Start of Source data

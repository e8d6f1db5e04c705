//! Scripted transport for tests.
//!
//! Compiled for this crate's own tests, and for downstream crates through the
//! `testing` feature.

use std::collections::HashMap;
use std::sync::atomic::{AtomicBool, AtomicUsize, Ordering};
use std::sync::{Arc, Mutex as StdMutex};

use async_trait::async_trait;
use tokio::sync::{Mutex, mpsc};
use tokio_util::sync::CancellationToken;
use vw_core::error::ChannelError;

use crate::channel::{Channel, Dialer};
use crate::messages::{FeedMessage, SubscribeRequest};

pub type Script = mpsc::UnboundedSender<Result<FeedMessage, ChannelError>>;

/// A channel whose reads are fed from a queue.
///
/// `receive` blocks until the test pushes a message or error, or until the
/// channel is closed. With `ignore_close` set, close is recorded but never
/// unblocks a read.
pub struct ScriptedChannel {
    inbound: Mutex<mpsc::UnboundedReceiver<Result<FeedMessage, ChannelError>>>,
    closed: CancellationToken,
    pub sent: StdMutex<Vec<SubscribeRequest>>,
    pub receive_calls: AtomicUsize,
    pub close_calls: AtomicUsize,
    pub fail_send: AtomicBool,
    pub fail_close: AtomicBool,
    pub ignore_close: AtomicBool,
}

impl ScriptedChannel {
    pub fn new() -> (Arc<Self>, Script) {
        let (tx, rx) = mpsc::unbounded_channel();
        let channel = Arc::new(Self {
            inbound: Mutex::new(rx),
            closed: CancellationToken::new(),
            sent: StdMutex::new(Vec::new()),
            receive_calls: AtomicUsize::new(0),
            close_calls: AtomicUsize::new(0),
            fail_send: AtomicBool::new(false),
            fail_close: AtomicBool::new(false),
            ignore_close: AtomicBool::new(false),
        });
        (channel, tx)
    }

    pub fn close_calls(&self) -> usize {
        self.close_calls.load(Ordering::SeqCst)
    }

    pub fn receive_calls(&self) -> usize {
        self.receive_calls.load(Ordering::SeqCst)
    }

    pub fn sent(&self) -> Vec<SubscribeRequest> {
        self.sent.lock().map(|s| s.clone()).unwrap_or_default()
    }
}

#[async_trait]
impl Channel for ScriptedChannel {
    async fn send(&self, request: &SubscribeRequest) -> Result<(), ChannelError> {
        if self.fail_send.load(Ordering::SeqCst) {
            return Err(ChannelError::WebSocket("TestABC".into()));
        }
        if let Ok(mut sent) = self.sent.lock() {
            sent.push(request.clone());
        }
        Ok(())
    }

    async fn receive(&self) -> Result<FeedMessage, ChannelError> {
        self.receive_calls.fetch_add(1, Ordering::SeqCst);
        let mut inbound = self.inbound.lock().await;
        if self.ignore_close.load(Ordering::SeqCst) {
            return match inbound.recv().await {
                Some(next) => next,
                None => std::future::pending().await,
            };
        }
        tokio::select! {
            _ = self.closed.cancelled() => Err(ChannelError::Closed),
            next = inbound.recv() => next.unwrap_or(Err(ChannelError::Closed)),
        }
    }

    fn close(&self) -> Result<(), ChannelError> {
        self.close_calls.fetch_add(1, Ordering::SeqCst);
        if self.fail_close.load(Ordering::SeqCst) {
            return Err(ChannelError::CloseFailed("TestABC".into()));
        }
        self.closed.cancel();
        Ok(())
    }
}

/// A dialer handing out pre-built channels, or failing.
pub struct ScriptedDialer {
    pub channels: StdMutex<Vec<Arc<ScriptedChannel>>>,
    pub fail: bool,
    pub dials: AtomicUsize,
}

impl ScriptedDialer {
    pub fn with(channels: Vec<Arc<ScriptedChannel>>) -> Self {
        Self {
            channels: StdMutex::new(channels),
            fail: false,
            dials: AtomicUsize::new(0),
        }
    }

    pub fn failing() -> Self {
        Self {
            fail: true,
            ..Self::with(Vec::new())
        }
    }
}

#[async_trait]
impl Dialer for ScriptedDialer {
    async fn dial(
        &self,
        url: &str,
        _extra_headers: &HashMap<String, String>,
    ) -> Result<Arc<dyn Channel>, ChannelError> {
        self.dials.fetch_add(1, Ordering::SeqCst);
        let dial_err = |reason: &str| ChannelError::Dial {
            url: url.to_string(),
            reason: reason.to_string(),
        };
        if self.fail {
            return Err(dial_err("TestABC"));
        }
        let mut channels = self
            .channels
            .lock()
            .map_err(|_| dial_err("scripted channels poisoned"))?;
        if channels.is_empty() {
            return Err(dial_err("no scripted channel left"));
        }
        Ok(channels.remove(0))
    }
}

End of Source data

● **Exercise**:
The entries above must be transcribed word for word.

● **The completed task**:
repository e8d6f1db5e04c705
//! Scripted transport for tests.
//!
//! Compiled for this crate's own tests, and for downstream crates through the
//! `testing` feature.

use std::collections::HashMap;
use std::sync::atomic::{AtomicBool, AtomicUsize, Ordering};
use std::sync::{Arc, Mutex as StdMutex};

use async_trait::async_trait;
use tokio::sync::{Mutex, mpsc};
use tokio_util::sync::CancellationToken;
use vw_core::error::ChannelError;

use crate::channel::{Channel, Dialer};
use crate::messages::{FeedMessage, SubscribeRequest};

pub type Script = mpsc::UnboundedSender<Result<FeedMessage, ChannelError>>;

/// A channel whose reads are fed from a queue.
///
/// `receive` blocks until the test pushes a message or error, or until the
/// channel is closed. With `ignore_close` set, close is recorded but never
/// unblocks a read.
pub struct ScriptedChannel {
    inbound: Mutex<mpsc::UnboundedReceiver<Result<FeedMessage, ChannelError>>>,
    closed: CancellationToken,
    pub sent: StdMutex<Vec<SubscribeRequest>>,
    pub receive_calls: AtomicUsize,
    pub close_calls: AtomicUsize,
    pub fail_send: AtomicBool,
    pub fail_close: AtomicBool,
    pub ignore_close: AtomicBool,
}

impl ScriptedChannel {
    pub fn new() -> (Arc<Self>, Script) {
        let (tx, rx) = mpsc::unbounded_channel();
        let channel = Arc::new(Self {
            inbound: Mutex::new(rx),
            closed: CancellationToken::new(),
            sent: StdMutex::new(Vec::new()),
            receive_calls: AtomicUsize::new(0),
            close_calls: AtomicUsize::new(0),
            fail_send: AtomicBool::new(false),
            fail_close: AtomicBool::new(false),
            ignore_close: AtomicBool::new(false),
        });
        (channel, tx)
    }

    pub fn close_calls(&self) -> usize {
        self.close_calls.load(Ordering::SeqCst)
    }

    pub fn receive_calls(&self) -> usize {
        self.receive_calls.load(Ordering::SeqCst)
    }

    pub fn sent(&self) -> Vec<SubscribeRequest> {
        self.sent.lock().map(|s| s.clone()).unwrap_or_default()
    }
}

#[async_trait]
impl Channel for ScriptedChannel {
    async fn send(&self, request: &SubscribeRequest) -> Result<(), ChannelError> {
        if self.fail_send.load(Ordering::SeqCst) {
            return Err(ChannelError::WebSocket("TestABC".into()));
        }
        if let Ok(mut sent) = self.sent.lock() {
            sent.push(request.clone());
        }
        Ok(())
    }

    async fn receive(&self) -> Result<FeedMessage, ChannelError> {
        self.receive_calls.fetch_add(1, Ordering::SeqCst);
        let mut inbound = self.inbound.lock().await;
        if self.ignore_close.load(Ordering::SeqCst) {
            return match inbound.recv().await {
                Some(next) => next,
                None => std::future::pending().await,
            };
        }
        tokio::select! {
            _ = self.closed.cancelled() => Err(ChannelError::Closed),
            next = inbound.recv() => next.unwrap_or(Err(ChannelError::Closed)),
        }
    }

    fn close(&self) -> Result<(), ChannelError> {
        self.close_calls.fetch_add(1, Ordering::SeqCst);
        if self.fail_close.load(Ordering::SeqCst) {
            return Err(ChannelError::CloseFailed("TestABC".into()));
        }
        self.closed.cancel();
        Ok(())
    }
}

/// A dialer handing out pre-built channels, or failing.
pub struct ScriptedDialer {
    pub channels: StdMutex<Vec<Arc<ScriptedChannel>>>,
    pub fail: bool,
    pub dials: AtomicUsize,
}

impl ScriptedDialer {
    pub fn with(channels: Vec<Arc<ScriptedChannel>>) -> Self {
        Self {
            channels: StdMutex::new(channels),
            fail: false,
            dials: AtomicUsize::new(0),
        }
    }

    pub fn failing() -> Self {
        Self {
            fail: true,
            ..Self::with(Vec::new())
        }
    }
}

#[async_trait]
impl Dialer for ScriptedDialer {
    async fn dial(
        &self,
        url: &str,
        _extra_headers: &HashMap<String, String>,
    ) -> Result<Arc<dyn Channel>, ChannelError> {
        self.dials.fetch_add(1, Ordering::SeqCst);
        let dial_err = |reason: &str| ChannelError::Dial {
            url: url.to_string(),
            reason: reason.to_string(),
        };
        if self.fail {
            return Err(dial_err("TestABC"));
        }
        let mut channels = self
            .channels
            .lock()
            .map_err(|_| dial_err("scripted channels poisoned"))?;
        if channels.is_empty() {
            return Err(dial_err("no scripted channel left"));
        }
        Ok(channels.remove(0))
    }
}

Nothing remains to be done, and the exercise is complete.